9: The Mayo Clinic Diet
Weight loss and a healthier lifestyle go hand in hand on the Mayo Clinic Diet. You recalibrate your eating habits, breaking bad ones and replacing them with good ones with the help of the Mayo Clinic’s unique food pyramid.
The pyramid emphasizes fruits, veggies and whole grains. In general, these foods have low energy density, meaning you can eat more but take in fewer calories. Think of it this way: For about the same amount of calories you could have a quarter of a Snickersbar or about 2 cups of broccoli. By sticking with the Mayo Clinic Diet, you’re expected to shed 6 to 10 pounds in two weeks and continue losing 1 to 2 pounds weekly until you’ve hit your goal weight.

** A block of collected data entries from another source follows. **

//! Bone hierarchy stored as a flat, index-linked array

use std::collections::HashMap;

use glam::{Mat4, Quat, Vec3};

use crate::core::{Error, Result};

/// A single bone in a skeletal hierarchy
#[derive(Clone, Debug)]
pub struct Bone {
    pub name: String,
    /// Index of the parent bone; `None` for a root
    pub parent_index: Option<usize>,
    /// Rest transform relative to the parent
    pub local_bind_pose: Mat4,
    /// Inverse of the bone's global bind transform
    pub inverse_bind_pose: Mat4,
    /// Local transform written by animation
    pub pose: Mat4,
    /// Whether `pose` currently overrides `local_bind_pose`
    pub animated: bool,
}

impl Bone {
    /// Create a new bone with the given local transform.
    /// The inverse bind pose is identity until the bone is added through
    /// [`Skeleton::add_bone`] or set explicitly.
    pub fn new(name: impl Into<String>, parent_index: Option<usize>, local_transform: Mat4) -> Self {
        Self {
            name: name.into(),
            parent_index,
            local_bind_pose: local_transform,
            inverse_bind_pose: Mat4::IDENTITY,
            pose: local_transform,
            animated: false,
        }
    }

    /// Bone with an explicit inverse bind pose, as stored in mesh files
    pub fn with_inverse_bind(
        name: impl Into<String>,
        parent_index: Option<usize>,
        local_bind_pose: Mat4,
        inverse_bind_pose: Mat4,
    ) -> Self {
        Self {
            inverse_bind_pose,
            ..Self::new(name, parent_index, local_bind_pose)
        }
    }

    /// The transform used for hierarchy composition this frame
    pub fn local_transform(&self) -> Mat4 {
        if self.animated {
            self.pose
        } else {
            self.local_bind_pose
        }
    }

    pub fn is_root(&self) -> bool {
        self.parent_index.is_none()
    }

    /// Parent index in the serialized form (-1 for roots)
    pub fn parent_index_i32(&self) -> i32 {
        self.parent_index.map_or(-1, |p| p as i32)
    }
}

/// A hierarchical skeleton composed of bones
#[derive(Clone, Debug, Default)]
pub struct Skeleton {
    bones: Vec<Bone>,
    bone_names: HashMap<String, usize>,
    global_matrices: Vec<Mat4>,
}

impl Skeleton {
    /// Create an empty skeleton
    pub fn new() -> Self {
        Self::default()
    }

    /// Build a skeleton from bones whose inverse bind poses are already known.
    ///
    /// Parents may appear later in the array than their children; out of
    /// range parents and parent cycles are rejected.
    pub fn from_bones(bones: Vec<Bone>) -> Result<Self> {
        validate_hierarchy(&bones)?;

        let mut bone_names = HashMap::with_capacity(bones.len());
        for (index, bone) in bones.iter().enumerate() {
            if bone_names.contains_key(&bone.name) {
                log::warn!("Duplicate bone name '{}' at index {}; lookups resolve to the first", bone.name, index);
                continue;
            }
            bone_names.insert(bone.name.clone(), index);
        }

        let mut skeleton = Self {
            bones,
            bone_names,
            global_matrices: Vec::new(),
        };
        skeleton.update_global_matrices();
        Ok(skeleton)
    }

    /// Append a bone whose parent is already in the skeleton.
    ///
    /// The inverse bind pose is derived from the bind hierarchy.
    pub fn add_bone(&mut self, mut bone: Bone) -> Result<usize> {
        let index = self.bones.len();

        if let Some(parent) = bone.parent_index {
            if parent >= index {
                return Err(Error::InvalidParent {
                    bone: index,
                    parent: parent as i32,
                });
            }
        }

        let world_bind_pose = match bone.parent_index {
            Some(parent) => self.bind_global_transform(parent) * bone.local_bind_pose,
            None => bone.local_bind_pose,
        };
        bone.inverse_bind_pose = world_bind_pose.inverse();

        if self.bone_names.contains_key(&bone.name) {
            log::warn!("Duplicate bone name '{}' at index {}; lookups resolve to the first", bone.name, index);
        } else {
            self.bone_names.insert(bone.name.clone(), index);
        }
        self.bones.push(bone);
        self.update_global_matrices();

        Ok(index)
    }

    /// Get the number of bones in the skeleton
    pub fn bone_count(&self) -> usize {
        self.bones.len()
    }

    pub fn is_empty(&self) -> bool {
        self.bones.is_empty()
    }

    pub fn bones(&self) -> &[Bone] {
        &self.bones
    }

    /// Get a bone by index
    pub fn bone(&self, index: usize) -> Option<&Bone> {
        self.bones.get(index)
    }

    /// Mutable access to a bone. Parent edits are checked by [`Skeleton::validate`].
    pub fn bone_mut(&mut self, index: usize) -> Option<&mut Bone> {
        self.bones.get_mut(index)
    }

    /// Check that every parent index is in range and the hierarchy has no cycles
    pub fn validate(&self) -> Result<()> {
        validate_hierarchy(&self.bones)
    }

    /// Find a bone index by name
    pub fn find_bone_index(&self, name: &str) -> Option<usize> {
        self.bone_names.get(name).copied()
    }

    /// Get the parent index of a bone
    pub fn parent_index(&self, bone_index: usize) -> Option<usize> {
        self.bones.get(bone_index)?.parent_index
    }

    /// Get all children of a bone
    pub fn children(&self, bone_index: usize) -> Vec<usize> {
        self.bones
            .iter()
            .enumerate()
            .filter_map(|(idx, bone)| (bone.parent_index == Some(bone_index)).then_some(idx))
            .collect()
    }

    /// Indices of all bones without a parent
    pub fn roots(&self) -> Vec<usize> {
        self.bones
            .iter()
            .enumerate()
            .filter_map(|(idx, bone)| bone.is_root().then_some(idx))
            .collect()
    }

    /// Compose the bone's local transform with all of its ancestors.
    ///
    /// Walks to the root on every call; use [`Skeleton::update_global_matrices`]
    /// when every bone is needed.
    pub fn global_transform(&self, bone_index: usize) -> Mat4 {
        let mut transform = match self.bones.get(bone_index) {
            Some(bone) => bone.local_transform(),
            None => return Mat4::IDENTITY,
        };

        let mut current = self.bones[bone_index].parent_index;
        while let Some(parent) = current {
            let bone = &self.bones[parent];
            transform = bone.local_transform() * transform;
            current = bone.parent_index;
        }
        transform
    }

    /// Resolve the global matrix of every bone once, sharing ancestor results
    pub fn update_global_matrices(&mut self) {
        let count = self.bones.len();
        let mut globals = vec![Mat4::IDENTITY; count];
        let mut resolved = vec![false; count];
        let mut chain = Vec::new();

        for start in 0..count {
            let mut current = Some(start);
            while let Some(idx) = current {
                if resolved[idx] {
                    break;
                }
                chain.push(idx);
                current = self.bones[idx].parent_index;
            }

            // Chain is ordered child -> ancestor; resolve from the top down
            while let Some(idx) = chain.pop() {
                let local = self.bones[idx].local_transform();
                globals[idx] = match self.bones[idx].parent_index {
                    Some(parent) => globals[parent] * local,
                    None => local,
                };
                resolved[idx] = true;
            }
        }

        self.global_matrices = globals;
    }

    /// Global matrices from the last [`Skeleton::update_global_matrices`]
    pub fn global_matrices(&self) -> &[Mat4] {
        &self.global_matrices
    }

    /// Calculate skinning matrices (global transform * inverse bind pose)
    pub fn skin_matrices(&self) -> Vec<Mat4> {
        self.global_matrices
            .iter()
            .zip(self.bones.iter())
            .map(|(global, bone)| *global * bone.inverse_bind_pose)
            .collect()
    }

    /// Drive a bone from animation: pose = translation * rotation
    pub fn set_bone_pose(&mut self, index: usize, position: Vec3, rotation: Quat) {
        match self.bones.get_mut(index) {
            Some(bone) => {
                bone.pose = Mat4::from_rotation_translation(rotation, position);
                bone.animated = true;
            }
            None => log::warn!("set_bone_pose: bone index {} out of range", index),
        }
    }

    /// Return a bone to its bind pose
    pub fn set_bone_static(&mut self, index: usize) {
        if let Some(bone) = self.bones.get_mut(index) {
            bone.pose = bone.local_bind_pose;
            bone.animated = false;
        }
    }

    /// Return every bone to its bind pose
    pub fn reset_pose(&mut self) {
        for bone in &mut self.bones {
            bone.pose = bone.local_bind_pose;
            bone.animated = false;
        }
    }

    /// Bind-pose local translation and rotation of a bone
    pub fn bind_pose_components(&self, index: usize) -> (Vec3, Quat) {
        match self.bones.get(index) {
            Some(bone) => {
                let (_, rotation, translation) = bone.local_bind_pose.to_scale_rotation_translation();
                (translation, rotation)
            }
            None => (Vec3::ZERO, Quat::IDENTITY),
        }
    }

    /// Dump the hierarchy at debug level and warn when it does not have exactly one root
    pub fn log_hierarchy(&self) {
        let roots = self.roots();
        for &root in &roots {
            self.log_subtree(root, 0);
        }

        match roots.len() {
            1 => log::debug!("Skeleton: single root bone"),
            0 if self.bones.is_empty() => {}
            n => log::warn!("Skeleton: {} root bones detected", n),
        }
    }

    fn log_subtree(&self, index: usize, depth: usize) {
        log::debug!("{:indent$}[{}] {}", "", index, self.bones[index].name, indent = depth * 2);
        for child in self.children(index) {
            self.log_subtree(child, depth + 1);
        }
    }

    /// Global bind transform from the bind poses only (used during construction)
    fn bind_global_transform(&self, bone_index: usize) -> Mat4 {
        let mut transform = self.bones[bone_index].local_bind_pose;
        let mut current = self.bones[bone_index].parent_index;
        while let Some(idx) = current {
            transform = self.bones[idx].local_bind_pose * transform;
            current = self.bones[idx].parent_index;
        }
        transform
    }
}

/// Reject parent indices outside the array and parent cycles
fn validate_hierarchy(bones: &[Bone]) -> Result<()> {
    for (index, bone) in bones.iter().enumerate() {
        if let Some(parent) = bone.parent_index {
            if parent >= bones.len() {
                return Err(Error::InvalidParent {
                    bone: index,
                    parent: parent as i32,
                });
            }
        }
    }

    // 0 = unvisited, 1 = on the walk in progress, 2 = known to reach a root
    let mut state = vec![0u8; bones.len()];
    let mut path = Vec::new();
    for start in 0..bones.len() {
        let mut current = Some(start);
        while let Some(idx) = current {
            match state[idx] {
                2 => break,
                1 => return Err(Error::CyclicHierarchy { bone: idx }),
                _ => {
                    state[idx] = 1;
                    path.push(idx);
                    current = bones[idx].parent_index;
                }
            }
        }
        for idx in path.drain(..) {
            state[idx] = 2;
        }
    }
    Ok(())
}

/// Builder for easier skeleton construction
pub struct SkeletonBuilder {
    skeleton: Skeleton,
    last_error: Option<Error>,
}

impl SkeletonBuilder {
    /// Create a new skeleton builder
    pub fn new() -> Self {
        Self {
            skeleton: Skeleton::new(),
            last_error: None,
        }
    }

    /// Add a root bone (no parent)
    pub fn add_root(mut self, name: &str, transform: Mat4) -> Self {
        if self.last_error.is_some() {
            return self;
        }

        if let Err(e) = self.skeleton.add_bone(Bone::new(name, None, transform)) {
            self.last_error = Some(e);
        }
        self
    }

    /// Add a bone with a parent
    pub fn add_bone(mut self, name: &str, parent: &str, transform: Mat4) -> Self {
        if self.last_error.is_some() {
            return self;
        }

        let Some(parent_index) = self.skeleton.find_bone_index(parent) else {
            self.last_error = Some(Error::Format(format!("parent bone '{}' not found", parent)));
            return self;
        };

        if let Err(e) = self.skeleton.add_bone(Bone::new(name, Some(parent_index), transform)) {
            self.last_error = Some(e);
        }
        self
    }

    /// Build the final skeleton
    pub fn build(self) -> Result<Skeleton> {
        match self.last_error {
            Some(error) => Err(error),
            None => Ok(self.skeleton),
        }
    }
}

impl Default for SkeletonBuilder {
    fn default() -> Self {
        Self::new()
    }
}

In 2013, Mayo Clinic published “The Mayo Clinic Diabetes Diet,” which our experts did not evaluate. A new edition of this book will be available Jan. 1, 2019. This spin on the standard eating plan is designed for people with prediabetes and Type 2 diabetes, and its advice is specific to lowering blood sugar and keeping levels stable.
10: The Slimfast Diet
SlimFast makes losing weight as simple as restricting calories and portion sizes – and allowing for some variety and structured flexibility. You’ll likely drop 1 to 2 pounds per week, research suggests. SlimFast products (shakes, smoothies and meal bars) replace two meals a day and snacks, so you get the right amount of the right nutrients. But you also prepare or eat out a 500 to 600 calorie meal each day, which the company calls your sensible meal, so there’s room to enjoy small portions of your favorite foods. SlimFast is best for people who need to lose about 20 pounds, which should take eight to 10 weeks; most people are likely to have trouble sticking to the regimen longer than that. Still, many dieters use SlimFast products as occasional meal replacements even after losing weight to make maintenance easier.